* [EXERCISE AIM] Among the lines of the material below, count those with the string "SocketState". Give the number alone.

* [EXCERPTED DATA]

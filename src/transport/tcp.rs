//! TCP transport: the binary protocol over a length-prefixed TCP stream.
//!
//! Generalizes the teacher's `zk_tcp` module (`build_packet`/`read_response`/
//! `read_with_buffer`) from its hardcoded PREPARE_BUFFER/READ_BUFFER pair to
//! the DATA_WRRQ/DATA_RDY model, and adds real-time event demultiplexing
//! (absent from the teacher) grounded in `joshfom`'s `check_not_event_tcp`.

use super::{RealTimeCallback, Transport, CHUNK_IDLE_TCP, CONNECT_TIMEOUT};
use crate::codec::{self, HEADER_SIZE, TCP_HEADER};
use crate::command;
use crate::error::{ClientError, Result, TimeoutKind};
use std::time::Duration;
use tokio::io::{AsyncReadExt, AsyncWriteExt};
use tokio::net::TcpStream;
use tokio::time::timeout;
use tracing::{debug, info, warn};

#[derive(Debug, Clone, Copy, PartialEq, Eq)]
enum SocketState {
    NoSocket,
    Open,
    Closed,
}

/// TCP implementation of [`Transport`].
pub struct TcpTransport {
    stream: Option<TcpStream>,
    state: SocketState,
    session_id: u16,
    reply_id: u16,
    ip: String,
    port: u16,
    timeout: Duration,
    real_time_cb: Option<RealTimeCallback>,
}

impl TcpTransport {
    pub fn new(ip: impl Into<String>, port: u16, timeout: Duration) -> Self {
        Self {
            stream: None,
            state: SocketState::NoSocket,
            session_id: 0,
            reply_id: 0,
            ip: ip.into(),
            port,
            timeout,
            real_time_cb: None,
        }
    }

    pub fn session_id(&self) -> u16 {
        self.session_id
    }

    pub fn reply_id(&self) -> u16 {
        self.reply_id
    }

    /// Send one frame and await exactly one non-event reply, returning its
    /// command id and decoded body. Event frames are demultiplexed inline.
    /// `reply_kind` classifies the wait if it times out — ordinary commands
    /// use `ReceivingResponseAfterRequest`; the DATA_WRRQ announcing reply
    /// uses `ReceivingRequestData` (see `read_with_buffer`).
    async fn send_and_receive(&mut self, cmd: u16, data: &[u8], reply_kind: TimeoutKind) -> Result<(u16, Vec<u8>)> {
        let stream = self.stream.as_mut().ok_or(ClientError::ConnectionRefused)?;

        if cmd == command::CMD_CONNECT {
            self.session_id = 0;
            self.reply_id = 0;
        } else {
            self.reply_id = self.reply_id.wrapping_add(1);
        }

        let dur = if cmd == command::CMD_CONNECT || cmd == command::CMD_EXIT {
            CONNECT_TIMEOUT
        } else {
            self.timeout
        };

        let frame = codec::build_tcp_frame(cmd, self.session_id, self.reply_id, data);
        debug!(cmd = command::command_name(cmd), bytes = frame.len(), "TCP TX");
        write_frame(stream, &frame, dur).await?;

        read_next_reply(stream, dur, reply_kind, &self.real_time_cb).await
    }

    async fn send_chunk_request(&mut self, start: u32, size: u32) -> Result<()> {
        self.reply_id = self.reply_id.wrapping_add(1);
        let mut body = Vec::with_capacity(8);
        body.extend_from_slice(&start.to_le_bytes());
        body.extend_from_slice(&size.to_le_bytes());

        let stream = self.stream.as_mut().ok_or(ClientError::ConnectionRefused)?;
        let frame = codec::build_tcp_frame(command::CMD_DATA_RDY, self.session_id, self.reply_id, &body);
        // Fire-and-forget: a send failure here is logged, not raised — the
        // chunk-idle timeout surfaces the resulting stall to the caller.
        if let Err(e) = write_frame(stream, &frame, self.timeout).await {
            warn!(start, size, error = %e, "failed to send DATA_RDY chunk request");
        }
        Ok(())
    }

    async fn receive_chunks(
        &mut self,
        total_size: usize,
        mut progress: Option<super::ProgressCallback>,
    ) -> Result<Vec<u8>> {
        let mut buf = Vec::with_capacity(total_size);

        while buf.len() < total_size {
            let stream = self.stream.as_mut().ok_or(ClientError::ConnectionRefused)?;
            match read_next_reply(stream, CHUNK_IDLE_TCP, TimeoutKind::ReceivingPacket, &self.real_time_cb).await {
                Ok((cmd, body)) if cmd == command::CMD_DATA => {
                    buf.extend_from_slice(&body);
                    if let Some(cb) = progress.as_mut() {
                        cb(buf.len(), total_size);
                    }
                }
                Ok(_) => {
                    // PREPARE_DATA / ACK_OK stragglers mid-stream carry no payload.
                }
                Err(ClientError::Timeout { kind, .. }) => {
                    return Err(ClientError::Timeout {
                        kind,
                        partial: Some(buf),
                    });
                }
                Err(ClientError::Disconnected { .. }) => {
                    return Err(ClientError::Disconnected { partial: Some(buf) });
                }
                Err(e) => return Err(e),
            }
        }

        Ok(buf)
    }
}

async fn write_frame(stream: &mut TcpStream, frame: &[u8], dur: Duration) -> Result<()> {
    timeout(dur, stream.write_all(frame))
        .await
        .map_err(|_| ClientError::Timeout {
            kind: TimeoutKind::WritingMessage,
            partial: None,
        })??;
    Ok(())
}

/// Read raw TCP frames until one is not a real-time event, decoding and
/// dispatching event frames to `real_time_cb` along the way.
async fn read_next_reply(
    stream: &mut TcpStream,
    dur: Duration,
    kind: TimeoutKind,
    real_time_cb: &Option<RealTimeCallback>,
) -> Result<(u16, Vec<u8>)> {
    loop {
        let mut prefix = [0u8; 8];
        match timeout(dur, stream.read_exact(&mut prefix)).await {
            Ok(Ok(_)) => {}
            Ok(Err(e)) if e.kind() == std::io::ErrorKind::UnexpectedEof => {
                return Err(ClientError::Disconnected { partial: None });
            }
            Ok(Err(e)) => return Err(ClientError::Io(e)),
            Err(_) => {
                return Err(ClientError::Timeout { kind, partial: None });
            }
        }

        if prefix[0..4] != TCP_HEADER {
            return Err(ClientError::protocol(format!(
                "invalid TCP frame prefix: {:02x?}",
                &prefix[0..4]
            )));
        }

        let payload_size = u32::from_le_bytes([prefix[4], prefix[5], prefix[6], prefix[7]]) as usize;
        let mut inner = vec![0u8; payload_size];
        timeout(dur, stream.read_exact(&mut inner))
            .await
            .map_err(|_| ClientError::Timeout { kind, partial: None })??;

        if real_time_cb.is_some() {
            let mut full_frame = Vec::with_capacity(8 + inner.len());
            full_frame.extend_from_slice(&prefix);
            full_frame.extend_from_slice(&inner);
            if codec::is_event_frame_tcp(&full_frame) {
                if let Some(cb) = real_time_cb {
                    let event = codec::decode_event_52(&inner[HEADER_SIZE..]);
                    cb(event);
                }
                continue;
            }
        }

        let header = codec::parse_udp_header(&inner[0..8]);
        let body = inner[HEADER_SIZE..].to_vec();
        return Ok((header.cmd, body));
    }
}

impl Transport for TcpTransport {
    async fn connect(&mut self) -> Result<()> {
        let addr = format!("{}:{}", self.ip, self.port);
        info!(addr, "TCP connecting");

        let stream = timeout(CONNECT_TIMEOUT, TcpStream::connect(&addr))
            .await
            .map_err(|_| ClientError::Timeout {
                kind: TimeoutKind::WritingMessage,
                partial: None,
            })?
            .map_err(|_| ClientError::ConnectionRefused)?;

        self.stream = Some(stream);
        self.state = SocketState::Open;

        let (_, body) = self
            .send_and_receive(command::CMD_CONNECT, &[], TimeoutKind::ReceivingResponseAfterRequest)
            .await?;
        if body.len() < 6 {
            self.stream = None;
            self.state = SocketState::NoSocket;
            return Err(ClientError::protocol("CONNECT reply shorter than 6 bytes"));
        }
        self.session_id = u16::from_le_bytes([body[4], body[5]]);
        info!(session_id = self.session_id, "TCP connected");
        Ok(())
    }

    async fn execute_cmd(&mut self, cmd: u16, data: &[u8]) -> Result<Vec<u8>> {
        let (_, body) = self
            .send_and_receive(cmd, data, TimeoutKind::ReceivingResponseAfterRequest)
            .await?;
        Ok(body)
    }

    async fn read_with_buffer(
        &mut self,
        request: &[u8],
        progress: Option<super::ProgressCallback>,
    ) -> Result<Vec<u8>> {
        // The initial wait for DATA_WRRQ's size-announcing reply is the
        // protocol's distinct "receiving request data" timeout class.
        let (cmd, body) = self
            .send_and_receive(command::CMD_DATA_WRRQ, request, TimeoutKind::ReceivingRequestData)
            .await?;

        if cmd == command::CMD_DATA {
            return Ok(body);
        }

        if cmd != command::CMD_ACK_OK && cmd != command::CMD_PREPARE_DATA {
            return Err(ClientError::unhandled_command(cmd));
        }

        if body.len() < 5 {
            return Err(ClientError::protocol("PREPARE_DATA reply shorter than 5 bytes"));
        }
        let total_size = u32::from_le_bytes([body[1], body[2], body[3], body[4]]) as usize;
        debug!(total_size, "TCP bulk transfer announced");

        if total_size == 0 {
            return Ok(Vec::new());
        }

        let chunks = (total_size / command::MAX_CHUNK) as u32;
        let remain = (total_size % command::MAX_CHUNK) as u32;

        // Open question (spec.md §9): the chunk loop is inclusive, so when
        // `remain == 0` the final iteration issues a zero-sized DATA_RDY.
        // The device tolerates it; this is preserved rather than optimized away.
        for i in 0..=chunks {
            let start = i * command::MAX_CHUNK as u32;
            let size = if i < chunks { command::MAX_CHUNK as u32 } else { remain };
            self.send_chunk_request(start, size).await?;
        }

        self.receive_chunks(total_size, progress).await
    }

    async fn free_data(&mut self) -> Result<()> {
        self.execute_cmd(command::CMD_FREE_DATA, &[]).await?;
        Ok(())
    }

    async fn subscribe_real_time(&mut self, cb: RealTimeCallback) -> Result<()> {
        if self.real_time_cb.is_some() {
            debug!("real-time listener already registered, ignoring");
            return Ok(());
        }
        if self.reply_id > 100 {
            self.reply_id = 0;
        }
        self.real_time_cb = Some(cb);
        self.execute_cmd(command::CMD_REG_EVENT, &[0x01, 0x00, 0x00, 0x00]).await?;
        Ok(())
    }

    async fn disconnect(&mut self) -> bool {
        if let Some(stream) = self.stream.as_mut() {
            let frame = codec::build_tcp_frame(command::CMD_EXIT, self.session_id, self.reply_id.wrapping_add(1), &[]);
            let _ = timeout(CONNECT_TIMEOUT, stream.write_all(&frame)).await;
        }
        self.stream = None;
        self.state = SocketState::Closed;
        self.session_id = 0;
        self.reply_id = 0;
        self.real_time_cb = None;
        true
    }

    fn socket_status(&self) -> String {
        match self.state {
            SocketState::NoSocket => "No socket instance".to_string(),
            SocketState::Open => "Open".to_string(),
            SocketState::Closed => "Closed".to_string(),
        }
    }
}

* [EXERCISE OUTPUT] 9